# Stored data
******************************

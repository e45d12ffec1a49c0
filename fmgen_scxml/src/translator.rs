//! Translation of ECMAScript expressions into JANI [`Expression`]s.

use crate::types::{ArrayShape, BaseType, length_variable};
use boa_ast::{
    Expression as JsExpression, Statement, StatementListItem,
    expression::{
        Call,
        access::{PropertyAccess, PropertyAccessField},
        literal::{ArrayLiteral, Literal},
        operator::{
            Binary, Unary,
            binary::{ArithmeticOp, BinaryOp, LogicalOp, RelationalOp},
            unary::UnaryOp,
        },
    },
    scope::Scope,
};
use boa_interner::{Interner, Sym};
use boa_parser::{Parser, Source};
use fmgen_core::{Distribution, Expression, OpTag, Value};
use logos::Logos;
use thiserror::Error;

/// The reason an expression could not be translated.
#[derive(Debug, Clone, PartialEq, Error)]
pub enum TranslationCause {
    /// The source is not valid ECMAScript.
    #[error("parse error: {0}")]
    Parse(String),
    /// The source is not made of exactly one expression.
    #[error("the source must contain exactly one expression")]
    NotAnExpression,
    /// Capitalized boolean literals are identifiers in ECMAScript.
    #[error("'{0}' is not a boolean literal: did you mean to use lowercase 'true' or 'false'?")]
    CapitalizedBoolean(String),
    /// The construct is not supported.
    #[error("unsupported construct: {0}")]
    Unsupported(&'static str),
    /// The unary operator is not supported.
    #[error("unsupported unary operator {0}")]
    UnaryOperator(String),
    /// The binary operator is not supported.
    #[error("unsupported binary operator {0}")]
    BinaryOperator(String),
    /// Only functions of the form `Math.<name>` can be called.
    #[error("callee must have the form 'Math.<function>'")]
    Callee,
    /// The function is not supported.
    #[error("unknown function 'Math.{0}'")]
    UnknownFunction(String),
    /// The function is called with the wrong number of arguments.
    #[error("function 'Math.{function}' takes {expected} arguments but {found} were given")]
    Arity {
        /// The called function.
        function: String,
        /// The number of arguments it takes.
        expected: usize,
        /// The number of arguments given.
        found: usize,
    },
    /// Array literals need the type and size of the array they are assigned to.
    #[error("array literals are only supported where the array type is known")]
    MissingArrayShape,
    /// Array elements must be literals of the array's element type.
    #[error("array elements must be literals of type {0:?}")]
    ArrayElement(BaseType),
    /// The array literal is larger than the array's max size.
    #[error("array literal has {len} elements, but max size is {max}")]
    ArrayTooLong {
        /// Number of elements of the literal.
        len: usize,
        /// Max size of the array.
        max: usize,
    },
    /// A symbol could not be resolved.
    #[error("unresolved symbol")]
    Symbol,
}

******************************

# Exercise goal
Retype exactly the lines from the one containing "literals are only" through the end of the data. Add nothing.

# Response to the task
    #[error("array literals are only supported where the array type is known")]
    MissingArrayShape,
    /// Array elements must be literals of the array's element type.
    #[error("array elements must be literals of type {0:?}")]
    ArrayElement(BaseType),
    /// The array literal is larger than the array's max size.
    #[error("array literal has {len} elements, but max size is {max}")]
    ArrayTooLong {
        /// Number of elements of the literal.
        len: usize,
        /// Max size of the array.
        max: usize,
    },
    /// A symbol could not be resolved.
    #[error("unresolved symbol")]
    Symbol,
}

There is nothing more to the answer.